NEON vectorization improvements - preliminary notes

Julian Brown Wed, 15 Sep 2010 02:37:43 -0700

Hi,

In case this is useful in its current (unfinished!) form: here are some
notes I made whilst looking at a couple of the items listed for CS308
here:


  https://wiki.linaro.org/Internal/Contractors/CodeSourcery

Namely:

  * automatic vector size selection (it's currently selected by command
    line switch)

    * also consider ARMv6 SIMD vectors (see CS309)

  * mixed size vectors (using to most appropriate size in each case)

  * ensure that all gcc vectorizer pattern names are implemented in the
    machine description (those that can be).

I've not even started on looking at:

  * loops with more than two basic blocks (caused by if statements
    (anything else?))

  * use of specialized load instructions

  * Conversly, perhaps identify NEON capabilities not covered by GCC
    patterns, and add them to gcc (e.g. vld2/vld3/vld4 insns)

  * any other missed opportunities (identify common idioms and teach the
    compiler to deal with them)

I'm not likely to have time to restart work on the vectorization study
for at least a couple of days, because of other CodeSourcery work.

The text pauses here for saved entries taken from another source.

//! PostgreSQL-backed `RecipeRepository` implementation using Diesel ORM.
//!
//! Rows are loaded through the validated `Recipe::restore` constructor, so a
//! row edited outside the application that breaks an invariant surfaces as a
//! query error rather than an invalid aggregate.

use async_trait::async_trait;
use chrono::Utc;
use diesel::prelude::*;
use diesel_async::RunQueryDsl;

use crate::domain::ports::{RecipeRepository, RecipeRepositoryError};
use crate::domain::{Recipe, RecipeDraft, RecipeId, RequestContext};

use super::diesel_error_mapping::{map_diesel_error, map_pool_error};
use super::guarded;
use super::models::{NewRecipeRow, RecipeChangeset, RecipeRow};
use super::pool::DbPool;
use super::schema::recipes;

/// Diesel-backed implementation of the recipe repository port.
#[derive(Clone, Debug)]
pub struct DieselRecipeRepository {
    pool: DbPool,
}

impl DieselRecipeRepository {
    /// Create a new repository with the given connection pool.
    pub fn new(pool: DbPool) -> Self {
        Self { pool }
    }
}

/// Convert a database row into a validated recipe.
fn row_to_recipe(row: RecipeRow) -> Result<Recipe, RecipeRepositoryError> {
    let RecipeRow {
        id,
        title,
        description,
        preparation_time,
        cooking_time,
        servings,
        ingredients,
        instructions,
        created_at: _,
        updated_at: _,
    } = row;

    Recipe::restore(
        RecipeId::from_uuid(id),
        RecipeDraft {
            title,
            description,
            preparation_time,
            cooking_time,
            servings,
            ingredients,
            instructions,
        },
    )
    .map_err(|failure| RecipeRepositoryError::query(format!("stored recipe {id} is invalid: {failure}")))
}

fn new_row(recipe: &Recipe) -> NewRecipeRow<'_> {
    NewRecipeRow {
        id: *recipe.id().as_uuid(),
        title: recipe.title(),
        description: recipe.description(),
        preparation_time: recipe.preparation_time(),
        cooking_time: recipe.cooking_time(),
        servings: recipe.servings(),
        ingredients: recipe.ingredients(),
        instructions: recipe.instructions(),
    }
}

fn changeset(recipe: &Recipe) -> RecipeChangeset<'_> {
    RecipeChangeset {
        title: recipe.title(),
        description: recipe.description(),
        preparation_time: recipe.preparation_time(),
        cooking_time: recipe.cooking_time(),
        servings: recipe.servings(),
        ingredients: recipe.ingredients(),
        instructions: recipe.instructions(),
        updated_at: Utc::now(),
    }
}

fn expect_one_row(affected: usize, id: &RecipeId) -> Result<(), RecipeRepositoryError> {
    if affected == 0 {
        Err(RecipeRepositoryError::not_found(*id))
    } else {
        Ok(())
    }
}

#[async_trait]
impl RecipeRepository for DieselRecipeRepository {
    async fn get_all(&self, ctx: &RequestContext) -> Result<Vec<Recipe>, RecipeRepositoryError> {
        guarded(ctx, async {
            let mut conn = self.pool.get().await.map_err(map_pool_error)?;

            let rows: Vec<RecipeRow> = recipes::table
                .order((recipes::created_at.asc(), recipes::id.asc()))
                .select(RecipeRow::as_select())
                .load(&mut conn)
                .await
                .map_err(map_diesel_error)?;

            rows.into_iter().map(row_to_recipe).collect()
        })
        .await
    }

    async fn get_by_id(
        &self,
        ctx: &RequestContext,
        id: &RecipeId,
    ) -> Result<Recipe, RecipeRepositoryError> {
        guarded(ctx, async {
            let mut conn = self.pool.get().await.map_err(map_pool_error)?;

            let row = recipes::table
                .filter(recipes::id.eq(id.as_uuid()))
                .select(RecipeRow::as_select())
                .first::<RecipeRow>(&mut conn)
                .await
                .optional()
                .map_err(map_diesel_error)?;

            row.map_or_else(|| Err(RecipeRepositoryError::not_found(*id)), row_to_recipe)
        })
        .await
    }

    async fn add(&self, ctx: &RequestContext, recipe: &Recipe) -> Result<(), RecipeRepositoryError> {
        guarded(ctx, async {
            let mut conn = self.pool.get().await.map_err(map_pool_error)?;

            diesel::insert_into(recipes::table)
                .values(&new_row(recipe))
                .execute(&mut conn)
                .await
                .map(|_| ())
                .map_err(map_diesel_error)
        })
        .await
    }

    async fn update(
        &self,
        ctx: &RequestContext,
        recipe: &Recipe,
    ) -> Result<(), RecipeRepositoryError> {
        guarded(ctx, async {
            let mut conn = self.pool.get().await.map_err(map_pool_error)?;

            let affected = diesel::update(recipes::table.filter(recipes::id.eq(recipe.id().as_uuid())))
                .set(&changeset(recipe))
                .execute(&mut conn)
                .await
                .map_err(map_diesel_error)?;

            expect_one_row(affected, recipe.id())
        })
        .await
    }

    async fn delete(
        &self,
        ctx: &RequestContext,
        recipe: &Recipe,
    ) -> Result<(), RecipeRepositoryError> {
        guarded(ctx, async {
            let mut conn = self.pool.get().await.map_err(map_pool_error)?;

            let affected = diesel::delete(recipes::table.filter(recipes::id.eq(recipe.id().as_uuid())))
                .execute(&mut conn)
                .await
                .map_err(map_diesel_error)?;

            expect_one_row(affected, recipe.id())
        })
        .await
    }
}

But
perhaps the attached will still be useful in the meantime.

Do you (Ira) have access to the ARM ISA docs detailing the NEON
instructions?

Cheers,

Julian

Automatic vector size selection/mixed-size vectors
==================================================

The "vect256" branch now has a vectorization factor argument for 
UNITS_PER_SIMD_WORD (allowing selection of different vector sizes). Patches to 
support that would need backporting to 4.5 if that looks useful. Could 
investigate the feasibility of doing that.

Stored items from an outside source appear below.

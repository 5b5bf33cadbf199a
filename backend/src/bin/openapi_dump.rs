//! Print the OpenAPI document as JSON.

use recipe_backend::doc::ApiDoc;
use utoipa::OpenApi;

fn main() -> color_eyre::Result<()> {
    color_eyre::install()?;
    println!("{}", ApiDoc::openapi().to_pretty_json()?);
    Ok(())
}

Currently UNITS_PER_SIMD_WORD is only used in 
tree-vect-stmts.c:get_vectype_for_scalar_type (which itself is used in several 
places).

Generally (check assumption) I think that wider vectors may make inner loops 
more efficient, but may increase the size of setup/teardown code (e.g. setup: 
increased versioning. Teardown, increased insns for reduction ops). More 
importantly, sometimes larger vectors may inhibit vectorization. We ideally 
want to calculate costs per vector-size per-loop (or per other vectorization 
opportunity).

Using the vect256 bits is probably much easier than the alternatives.

ARMv6 SIMD operations
=====================

It looks like several of the ARMv6 instructions may be useful to the 
vectorizer, or even just to regular integer code. Some of the instructions are 
supported already, but it's possible that we could support more -- particularly 
if combine is now able to recognize longer instruction sequences.

GCC already has V4QI and V2HI modes enabled on ARM.

PKH
---

Pack halfword. May be usable by combine (or may be too complicated).

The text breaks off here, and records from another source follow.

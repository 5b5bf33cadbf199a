//! Transport shape of a recipe.

use serde::{Deserialize, Serialize};
use utoipa::ToSchema;
use uuid::Uuid;

use crate::domain::{Failure, Outcome};

use super::{Recipe, RecipeDraft, RecipeId};

/// Recipe as returned to callers and stored in the cache.
///
/// # Examples
/// ```
/// use recipe_backend::domain::{Recipe, RecipeDraft, RecipePayload};
///
/// let recipe = Recipe::create(RecipeDraft {
///     title: "Soup".to_owned(),
///     description: "Warm".to_owned(),
///     preparation_time: 5,
///     cooking_time: 30,
///     servings: 2,
///     ingredients: vec!["Water".to_owned()],
///     instructions: vec!["Boil".to_owned()],
/// })
/// .expect("valid recipe");
/// let payload = RecipePayload::from(&recipe);
/// let json = serde_json::to_value(&payload).expect("serialisable");
/// assert_eq!(json["preparationTime"], 5);
/// ```
#[derive(Debug, Clone, PartialEq, Eq, Serialize, Deserialize, ToSchema)]
#[serde(rename_all = "camelCase")]
pub struct RecipePayload {
    /// Recipe identifier.
    pub id: Uuid,
    /// Recipe title.
    #[schema(example = "Pancakes")]
    pub title: String,
    /// Short description.
    #[schema(example = "Fluffy breakfast pancakes")]
    pub description: String,
    /// Preparation time in minutes.
    #[schema(example = 10)]
    pub preparation_time: i32,
    /// Cooking time in minutes.
    #[schema(example = 20)]
    pub cooking_time: i32,
    /// Number of servings.
    #[schema(example = 4)]
    pub servings: i32,
    /// Ingredient lines in order.
    pub ingredients: Vec<String>,
    /// Instruction steps in order.
    pub instructions: Vec<String>,
}

impl From<&Recipe> for RecipePayload {
    fn from(recipe: &Recipe) -> Self {
        Self {
            id: *recipe.id().as_uuid(),
            title: recipe.title().to_owned(),
            description: recipe.description().to_owned(),
            preparation_time: recipe.preparation_time(),
            cooking_time: recipe.cooking_time(),
            servings: recipe.servings(),
            ingredients: recipe.ingredients().to_vec(),
            instructions: recipe.instructions().to_vec(),
        }
    }
}

impl From<Recipe> for RecipePayload {
    fn from(recipe: Recipe) -> Self {
        Self::from(&recipe)
    }
}

impl TryFrom<RecipePayload> for Recipe {
    type Error = Failure;

    fn try_from(payload: RecipePayload) -> Outcome<Self> {
        let RecipePayload {
            id,
            title,
            description,
            preparation_time,
            cooking_time,
            servings,
            ingredients,
            instructions,
        } = payload;
        Self::restore(
            RecipeId::from_uuid(id),
            RecipeDraft {
                title,
                description,
                preparation_time,
                cooking_time,
                servings,
                ingredients,
                instructions,
            },
        )
    }
}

QADD16, QADD8, QASX, QSUB16, QSUB8, QSAX
UQADD16, UQADD8, UQASX, UQSUB16, UQSUB8, UQSAX
----------------------------------------------

Saturating adds/subtracts. No use to vectorizer or combine at present.

REV, REV16, REVSH
-----------------

Unlikely to be usable without builtins. REV is currently supported like that.

SADD8, SADD16, UADD8, UADD16
----------------------------

Packed addition of bytes/halfwords (setting GE flags). Should be usable by 
vectorizer.

SEL
---

Select bytes depending on GE flags. Can probably be used in vectorizer to 
implement vcond on core registers.

SHADD8, SHADD16, SHSUB8, SHSUB16
UHADD8, UHADD16, UHSUB8, UHSUB16
--------------------------------

Packed additions & subtractions, halving the results before writing to dest 
register. Probably can't be used by vectorizer at present.

SMLAD, SMLALD
-------------

Two packed 16-bit multiplies, adding both results to a 32-bit accumulator. 
Pattern can be written in RTL, possibly recognizable by combine.

SMLSD, SMLSLD
-------------

Adds difference of two packed 16-bit multiplies to an accumulator. Again can be 
written in RTL, but will combine be able to do anything with it?

SMMLA, SMMLS, SMMUL
-------------------

Can probably be added quite easily, if combine plays nicely.

SMUAD, SMUSD
------------

Packed multiply with "sideways" add or subtract before writing to dest. Could 
probably be recognized by combine.

SMULBB, SMULBT, SMULTB, SMULTT
------------------------------

(ARMv5TE instructions). Supported. No unsigned variants for these.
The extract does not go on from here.